Stored data
= = = = = = =

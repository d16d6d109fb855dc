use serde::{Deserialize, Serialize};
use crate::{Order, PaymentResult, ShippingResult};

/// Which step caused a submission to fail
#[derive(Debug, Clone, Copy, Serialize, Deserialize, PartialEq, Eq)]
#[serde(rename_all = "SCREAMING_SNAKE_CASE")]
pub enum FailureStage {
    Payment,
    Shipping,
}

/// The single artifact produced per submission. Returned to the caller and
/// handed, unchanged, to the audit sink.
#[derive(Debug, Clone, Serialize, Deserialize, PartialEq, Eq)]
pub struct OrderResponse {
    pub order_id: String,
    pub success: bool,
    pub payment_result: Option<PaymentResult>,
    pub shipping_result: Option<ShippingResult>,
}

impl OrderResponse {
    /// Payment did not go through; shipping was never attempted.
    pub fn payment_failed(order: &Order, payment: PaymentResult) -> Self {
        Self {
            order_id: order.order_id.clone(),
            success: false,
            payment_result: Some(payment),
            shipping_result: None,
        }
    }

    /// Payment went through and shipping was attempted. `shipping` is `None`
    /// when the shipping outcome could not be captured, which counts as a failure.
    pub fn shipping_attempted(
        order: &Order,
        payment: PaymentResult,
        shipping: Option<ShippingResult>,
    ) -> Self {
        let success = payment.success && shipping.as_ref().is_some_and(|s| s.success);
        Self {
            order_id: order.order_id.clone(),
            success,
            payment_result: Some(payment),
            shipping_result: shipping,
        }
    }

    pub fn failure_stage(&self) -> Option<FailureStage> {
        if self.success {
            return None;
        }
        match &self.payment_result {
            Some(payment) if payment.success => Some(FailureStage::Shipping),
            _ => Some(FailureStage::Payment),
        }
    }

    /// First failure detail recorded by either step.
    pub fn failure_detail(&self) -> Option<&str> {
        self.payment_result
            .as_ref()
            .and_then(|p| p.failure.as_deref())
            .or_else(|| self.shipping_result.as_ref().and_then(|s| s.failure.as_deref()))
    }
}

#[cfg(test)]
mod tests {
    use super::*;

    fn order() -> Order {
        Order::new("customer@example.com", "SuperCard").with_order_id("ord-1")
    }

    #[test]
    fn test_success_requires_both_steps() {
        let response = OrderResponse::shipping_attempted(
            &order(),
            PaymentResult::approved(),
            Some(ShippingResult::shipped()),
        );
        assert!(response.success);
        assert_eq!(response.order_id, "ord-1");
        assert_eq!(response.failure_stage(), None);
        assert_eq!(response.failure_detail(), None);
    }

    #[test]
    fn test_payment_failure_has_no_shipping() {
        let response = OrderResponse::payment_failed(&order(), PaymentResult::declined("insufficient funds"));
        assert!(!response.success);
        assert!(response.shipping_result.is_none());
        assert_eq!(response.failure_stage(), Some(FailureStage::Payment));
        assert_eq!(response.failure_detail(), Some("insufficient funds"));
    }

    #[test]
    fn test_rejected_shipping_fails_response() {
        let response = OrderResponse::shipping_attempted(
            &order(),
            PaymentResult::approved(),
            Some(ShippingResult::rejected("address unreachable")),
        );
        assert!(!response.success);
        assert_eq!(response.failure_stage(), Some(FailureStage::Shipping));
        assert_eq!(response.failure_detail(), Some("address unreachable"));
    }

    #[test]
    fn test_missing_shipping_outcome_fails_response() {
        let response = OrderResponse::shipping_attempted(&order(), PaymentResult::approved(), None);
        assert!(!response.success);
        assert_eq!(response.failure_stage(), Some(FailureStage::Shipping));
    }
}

= = = = = = =

Exercise directions
Find all the lines with "Option" in the data and copy them.

Your solution
    pub payment_result: Option<PaymentResult>,
    pub shipping_result: Option<ShippingResult>,
        shipping: Option<ShippingResult>,
    pub fn failure_stage(&self) -> Option<FailureStage> {
    pub fn failure_detail(&self) -> Option<&str> {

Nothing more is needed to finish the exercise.